Un roman de GONG Ji-young.

 

 

Lire un roman dont l’action se déroule, en grande partie, entre les murs du monastère coréen de W., mais aussi, pour une petite part, dans le monastère américain de Newton, dans le New Jersey, cela pourrait décourager des lecteurs craignant de devoir supporter, au fil des pages, la supposée monotonie découlant obligatoirement du genre de vie qu’on mène dans ces lieux-là. Or, c’est tout le contraire que nous propose la romancière sud-coréenne GONG Ji-young. Pas une page de son récit ne risque de faire bâiller d’ennui qui que ce soit, je le certifie. Tout, au contraire, dans ce roman, parvient sans peine à captiver la lectrice ou le lecteur, tant par l’intelligence du propos que par la force des sentiments ainsi que par les péripéties qui surviennent dans les parcours de celles et de ceux dont il est question. Non, contrairement aux idées reçues, la vie monacale, même soumise à des horaires stricts, ne s’identifie nullement à la monotonie.

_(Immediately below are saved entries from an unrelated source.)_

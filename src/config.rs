//! Character display configuration types and builder

pub use crate::error::BuilderError;
use crate::command;

/// Fewest characters per line supported
pub const MIN_COLUMNS: u8 = 8;
/// Most characters per line supported by a single controller
pub const MAX_COLUMNS: u8 = 40;
/// Fewest lines: the menu needs a heading line and a value line
pub const MIN_LINES: u8 = 2;
/// Most lines supported
pub const MAX_LINES: u8 = 4;

/// Character display dimensions
#[derive(Clone, Copy, Debug, PartialEq, Eq)]
pub struct Dimensions {
    /// Characters per line
    pub columns: u8,
    /// Number of lines
    pub lines: u8,
}

impl Dimensions {
    /// Create new dimensions with validation
    ///
    /// # Errors
    ///
    /// Returns `BuilderError::InvalidDimensions` if:
    /// - columns is outside `MIN_COLUMNS..=MAX_COLUMNS`
    /// - lines is outside `MIN_LINES..=MAX_LINES`
    pub fn new(columns: u8, lines: u8) -> Result<Self, BuilderError> {
        if !(MIN_COLUMNS..=MAX_COLUMNS).contains(&columns)
            || !(MIN_LINES..=MAX_LINES).contains(&lines)
        {
            return Err(BuilderError::InvalidDimensions { columns, lines });
        }
        Ok(Self { columns, lines })
    }

    /// Width of the group title on the heading line
    ///
    /// A quarter of the line minus the `:` separator.
    pub fn group_width(&self) -> usize {
        usize::from(self.columns / 4).saturating_sub(1)
    }

    /// Width of the item title on the heading line
    pub fn item_width(&self) -> usize {
        usize::from(self.columns) - self.group_width() - 1
    }

    /// DDRAM address of the first character of `line`
    ///
    /// Lines 3 and 4 continue lines 1 and 2 in DDRAM.
    pub fn row_offset(&self, line: u8) -> Option<u8> {
        match line {
            0 => Some(0),
            1 => Some(command::LINE_2_OFFSET),
            2 => Some(self.columns),
            3 => Some(command::LINE_2_OFFSET + self.columns),
            _ => None,
        }
        .filter(|_| line < self.lines)
    }
}

/// Character display configuration
///
/// Use `Builder` to create a Config.
#[derive(Clone, Debug)]
pub struct Config {
    /// Display dimensions
    pub dimensions: Dimensions,
    /// Show the underline cursor
    pub cursor: bool,
    /// Blink the cursor position
    pub blink: bool,
    /// Use the 5x10 dot font (single line panels only)
    pub tall_font: bool,
}

impl Config {
    /// Function set instruction for a 4-bit bus
    pub fn function_set(&self) -> u8 {
        let mut function = command::FUNCTION_SET;
        if self.dimensions.lines > 1 {
            function |= command::LINES_2;
        }
        if self.tall_font {
            function |= command::DOTS_5X10;
        }
        function
    }

    /// Display control instruction with the display on or off
    pub fn display_control(&self, on: bool) -> u8 {
        let mut control = command::DISPLAY_CONTROL;
        if on {
            control |= command::DISPLAY_ON;
        }
        if self.cursor {
            control |= command::CURSOR_ON;
        }
        if self.blink {
            control |= command::BLINK_ON;
        }
        control
    }
}

/// Builder for constructing character display configuration
///
/// # Example
///
/// ```rust
/// use synthmenu::{Builder, Dimensions};
///
/// let dims = match Dimensions::new(16, 2) {
///     Ok(dims) => dims,
///     Err(_) => return,
/// };
/// let config = match Builder::new().dimensions(dims).build() {
///     Ok(config) => config,
///     Err(_) => return,
/// };
/// assert!(!config.cursor);
/// ```
#[must_use]
#[derive(Default)]
pub struct Builder {
    /// Display dimensions (required)
    dimensions: Option<Dimensions>,
    cursor: bool,
    blink: bool,
    tall_font: bool,
}

impl Builder {
    /// Create a new Builder with default values
    pub fn new() -> Self {
        Self::default()
    }

    /// Set display dimensions (required)
    pub fn dimensions(mut self, dims: Dimensions) -> Self {
        self.dimensions = Some(dims);
        self
    }

    /// Show the underline cursor
    pub fn cursor(mut self, cursor: bool) -> Self {
        self.cursor = cursor;
        self
    }

    /// Blink the cursor position
    pub fn blink(mut self, blink: bool) -> Self {
        self.blink = blink;
        self
    }

    /// Use the 5x10 dot font
    pub fn tall_font(mut self, tall_font: bool) -> Self {
        self.tall_font = tall_font;
        self
    }

    /// Build the configuration
    ///
    /// # Errors
    ///
    /// Returns `BuilderError::MissingDimensions` if dimensions were not set
    pub fn build(self) -> Result<Config, BuilderError> {
        Ok(Config {
            dimensions: self.dimensions.ok_or(BuilderError::MissingDimensions)?,
            cursor: self.cursor,
            blink: self.blink,
            tall_font: self.tall_font,
        })
    }
}
use alloc::boxed::Box;

use super::{Selection, Title};

/// Callback run when an action is selected
pub type ActionHandler = Box<dyn FnMut()>;

/// Selectable entry without a value
///
/// Selecting an action runs its handler. A "back" action additionally asks
/// the menu to leave the current group.
pub struct Action {
    title: Title,
    handler: Option<ActionHandler>,
    exits: bool,
}

impl core::fmt::Debug for Action {
    fn fmt(&self, f: &mut core::fmt::Formatter<'_>) -> core::fmt::Result {
        f.debug_struct("Action")
            .field("title", &self.title)
            .field("exits", &self.exits)
            .finish_non_exhaustive()
    }
}

impl Action {
    /// Action running `handler` on selection
    pub fn new(title: impl Into<Title>, handler: impl FnMut() + 'static) -> Self {
        Self {
            title: title.into(),
            handler: Some(Box::new(handler)),
            exits: false,
        }
    }

    /// Action that does nothing when selected
    pub fn empty(title: impl Into<Title>) -> Self {
        Self {
            title: title.into(),
            handler: None,
            exits: false,
        }
    }

    /// Action leaving the group it is in
    pub fn back(title: impl Into<Title>) -> Self {
        Self {
            title: title.into(),
            handler: None,
            exits: true,
        }
    }

    /// Title of the action
    pub fn title(&self) -> &Title {
        &self.title
    }

    /// Whether selecting the action leaves the current group
    pub fn exits(&self) -> bool {
        self.exits
    }

    /// Run the handler
    pub fn select(&mut self) -> Selection {
        if let Some(handler) = self.handler.as_mut() {
            handler();
        }
        if self.exits {
            Selection::Exit
        } else {
            Selection::Activated
        }
    }
}

#[cfg(test)]
mod tests {
    use super::*;
    use alloc::rc::Rc;
    use core::cell::Cell;

    #[test]
    fn test_handler_runs_on_select() {
        let count = Rc::new(Cell::new(0));
        let counter = Rc::clone(&count);
        let mut action = Action::new("Count", move || counter.set(counter.get() + 1));

        assert_eq!(action.select(), Selection::Activated);
        assert_eq!(action.select(), Selection::Activated);
        assert_eq!(count.get(), 2);
    }

    #[test]
    fn test_back_exits() {
        let mut action = Action::back("Back");
        assert!(action.exits());
        assert_eq!(action.select(), Selection::Exit);
    }
}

Pourtant, quand Jean, le personnage central du roman, qui en est aussi son narrateur, fait ses premiers pas à l’intérieur de l’abbaye bénédictine de W., dans l’intention de se former à la vie monastique, c’est, d’une part, le silence qui règne en ce lieu, et, d’autre part, la vue d’un frère âgé de plus de 70 ans passant la serpillière dans un couloir, qui font impression sur lui. C’est ce qu’il veut, se dit-il, et rien d’autre : passer sa vie entière dans le silence et pratiquer les travaux les plus humbles tant qu’il en aura la force.

La suite, il ne peut évidemment la deviner, pas même l’entrevoir, mais elle est bien plus agitée qu’il ne pouvait l’imaginer : elle lui fait connaître les joies les plus grandes et les souffrances les plus cruelles. Car le roman écrit par Gong Ji-young est placé tout entier sous le signe de l’amour, presque comme une parabole que résumerait le fameux hymne à la charité qu’écrivit saint Paul dans sa Première Lettre aux Corinthiens (chapitre 13). Il n’est question que de cela, que d’apprendre à aimer, mais selon des chemins difficiles, complexes, douloureux, car, dans tout amour, il y a une part, plus ou moins grande, de souffrance.

L’amour, dans ce roman d’apprentissage, se décline selon plusieurs registres. Il y a l’amour que l’on éprouve pour Dieu, bien évidemment, c’est le moins quand on veut devenir moine. Oui, mais précisément, même pour quelqu’un qui aspire à consacrer sa vie au Seigneur, cet amour ne va pas de soi, il est chahuté, mis à l’épreuve de dure manière, transformé et, en fin de compte, enrichi par les souffrances elles-mêmes. Mais l’amour se décline aussi, dans ce livre, de façon plus surprenante puisqu’on est dans un cadre monacal, du point de vue d’un versant amical et du point de vue d’un versant, disons, charnel (même si ce mot est terriblement réducteur).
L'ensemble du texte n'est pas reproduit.